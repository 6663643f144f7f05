//! Game rules for tic-tac-toe.
//!
//! Pure functions over a [`Board`]. Status is always derived from the
//! board, never stored alongside it.

pub mod draw;
pub mod win;

pub use draw::is_full;
pub use win::{LINES, Line, check_winner, winning_line};

use crate::{Board, GameStatus};
use tracing::instrument;

/// Evaluates the status of a board.
///
/// Lines are scanned rows first, then columns, then diagonals; the first
/// completed line decides the winner. A full board with no completed line
/// is a draw. Otherwise the game is in progress with the mark derived from
/// fill parity.
#[instrument]
pub fn evaluate(board: &Board) -> GameStatus {
    if let Some(winner) = check_winner(board) {
        GameStatus::Won(winner)
    } else if is_full(board) {
        GameStatus::Draw
    } else {
        GameStatus::InProgress(board.next_mark())
    }
}
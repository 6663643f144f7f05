//! User intents produced by the input layer.

/// Cursor direction.
#[derive(Debug, Clone, Copy, PartialEq, Eq)]
pub enum Direction {
    /// Up one row.
    Up,
    /// Down one row.
    Down,
    /// Left one column.
    Left,
    /// Right one column.
    Right,
}

/// Something the user asked for.
///
/// Every key press and mouse click becomes at most one intent, and every
/// intent is handled by [`App::dispatch`](crate::App::dispatch).
#[derive(Debug, Clone, Copy, PartialEq, Eq)]
pub enum Intent {
    /// Place the current mark at a board index.
    Move(usize),
    /// Start a new game.
    Reset,
    /// Switch between light and dark themes.
    ToggleTheme,
    /// Move the board cursor.
    CursorMove(Direction),
    /// Place the current mark under the cursor.
    SelectCursor,
    /// Leave the application.
    Quit,
}

/// Whether the event loop should keep going.
#[derive(Debug, Clone, Copy, PartialEq, Eq)]
pub enum Flow {
    /// Keep processing events.
    Continue,
    /// Shut down.
    Exit,
}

***

= Exercise details =
Isolate the lines above that contain the word "enum" and copy them.

= Response to this exercise =
pub enum Direction {
pub enum Intent {
pub enum Flow {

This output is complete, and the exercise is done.